Em fevereiro passado, pouco antes de assumir a Secretaria da Câmara de Comércio Exterior, o empresário Roberto Giannetti da Fonseca informou lisamente que as contas externas brasileiras iam mal e que, para consertá-las, era "fundamental o superávit comercial". Ele fazia uma projeção otimista para o ano que vem: "Se não conseguirmos a metade, US$ 10 bilhões de superávit, os bancos não vão mais querer financiar nosso déficit em conta corrente. Vai ficar evidente o desequilíbrio estrutural no balanço de pagamentos do país. Se isso acontecer, teremos de conter as importações via redução do crescimento e voltaremos à estaca zero. Esse é o desafio".
Desafio mesmo, isso Giannetti aprendeu, é convencer o Ministério da Fazenda a adotar uma política que torne mais agressivas as exportações. Ou mesmo que torne mais sincera sua observação de fenômenos adversos, como o aumento do custo das importações de petróleo.
Tápias e Giannetti não participaram da formulação mirabolante do superávit de US$ 5 bilhões, assim como não há registro de que tenham feito apostas contra a alta do preço do barril. Esse esporte é quase que uma exclusividade dos sábios de muita plumagem. Pelo contrário, tentaram tocar o bonde, mesmo com o desconforto de ver que ele não tem trilhos. FFHH já teve quatro ministros do Desenvolvimento (contando-se Luiz Carlos Mendonça de Barros, abatido em vôo). Depois de dois anos de estagnação econômica, seu governo abraça-se a um crescimento de 4%, associado a um pífio desempenho do emprego, com a mesma pompa que Bill Clinton veste quando lembra aos eleitores que criou 21 milhões de novos postos de trabalho.
A balança comercial está patinando porque o governo não consegue se atirar no incentivo às exportações e também porque se meteu em transações multilaterais lesivas à economia nacional. Ao contrário do que FFHH diz, o Brasil tem uma relação carnal com a Argentina. Faz tempo que ela vem comendo a carne do parque automobilístico nacional. Além disso, não consegue segurar as importações. Há um país que acaba de ameaçar a Inglaterra com sobretaxas em produtos supérfluos. Só não baixou o facão porque o primeiro-ministro Tony Blair escreveu uma carta dramática ao seu presidente. Costa Rica? Não. Estados Unidos.

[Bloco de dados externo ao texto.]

#![forbid(unsafe_code)]

use std::io::Write;

use tracing::debug;

use crate::error::{LogicError, Result};
use crate::formula::Formula;
use crate::registry::Registry;

/// Axioms, lemmas and the conjecture handed to the solver.
///
/// Axioms and lemmas keep insertion order; their position is the number in
/// the `axiom<i>` / `lemma<i>` assertion names that unsat cores refer to.
#[derive(Clone, Debug, Default)]
pub struct Problem {
    axioms: Vec<Formula>,
    lemmas: Vec<Formula>,
    conjecture: Option<Formula>,
}

impl Problem {
    pub fn new() -> Self {
        Self::default()
    }

    pub fn add_axiom(&mut self, axiom: Formula) {
        self.axioms.push(axiom);
    }

    pub fn add_axioms(&mut self, axioms: impl IntoIterator<Item = Formula>) {
        self.axioms.extend(axioms);
    }

    pub fn add_lemma(&mut self, lemma: Formula) {
        self.lemmas.push(lemma);
    }

    pub fn set_conjecture(&mut self, conjecture: Formula) {
        self.conjecture = Some(conjecture);
    }

    pub fn axioms(&self) -> &[Formula] {
        &self.axioms
    }

    pub fn lemmas(&self) -> &[Formula] {
        &self.lemmas
    }

    pub fn conjecture(&self) -> Option<&Formula> {
        self.conjecture.as_ref()
    }

    /// Writes the problem as solver text.
    ///
    /// The conjecture goes out through `assert-not`, which is not part of
    /// SMT-LIB 2: it asserts the negation of its argument as the proof goal
    /// and must be understood by the receiving solver.
    pub fn write_smtlib<W: Write>(&self, registry: &Registry, out: &mut W) -> Result<()> {
        let conjecture = self.conjecture.as_ref().ok_or(LogicError::MissingConjecture)?;

        writeln!(out, "(set-option :produce-unsat-cores true)")?;

        for sort in registry.sorts() {
            out.write_all(sort.declaration().as_bytes())?;
        }
        for symbol in registry.symbols() {
            out.write_all(symbol.declaration().as_bytes())?;
        }

        for (i, axiom) in self.axioms.iter().enumerate() {
            write!(out, "\n(assert\n (!\n{}\n :named axiom{i}))\n", axiom.to_smtlib(3))?;
        }
        for (i, lemma) in self.lemmas.iter().enumerate() {
            write!(out, "\n(assert\n (!\n{}\n :named lemma{i}))\n", lemma.to_smtlib(3))?;
        }

        write!(out, "\n(assert-not\n{}\n)\n", conjecture.to_smtlib(3))?;
        writeln!(out, "(check-sat)")?;
        writeln!(out, "(get-unsat-core)")?;

        debug!(
            axioms = self.axioms.len(),
            lemmas = self.lemmas.len(),
            "serialized problem"
        );
        Ok(())
    }

    pub fn to_smtlib(&self, registry: &Registry) -> Result<String> {
        let mut buf = Vec::new();
        self.write_smtlib(registry, &mut buf)?;
        Ok(String::from_utf8_lossy(&buf).into_owned())
    }
}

Há dois anos, quando deixou a Casa Branca, depois de uma entrevista com Bill Clinton, FFHH orgulhou-se de comandar um país que importava mais dos Estados Unidos que a China. Quando um presidente se credencia pelo que compra, e não pelo que vende, vai mal a coisa. Daqui a uns meses algum ministro poderá anunciar que "hoje nós não estamos mais trabalhando com crescimento".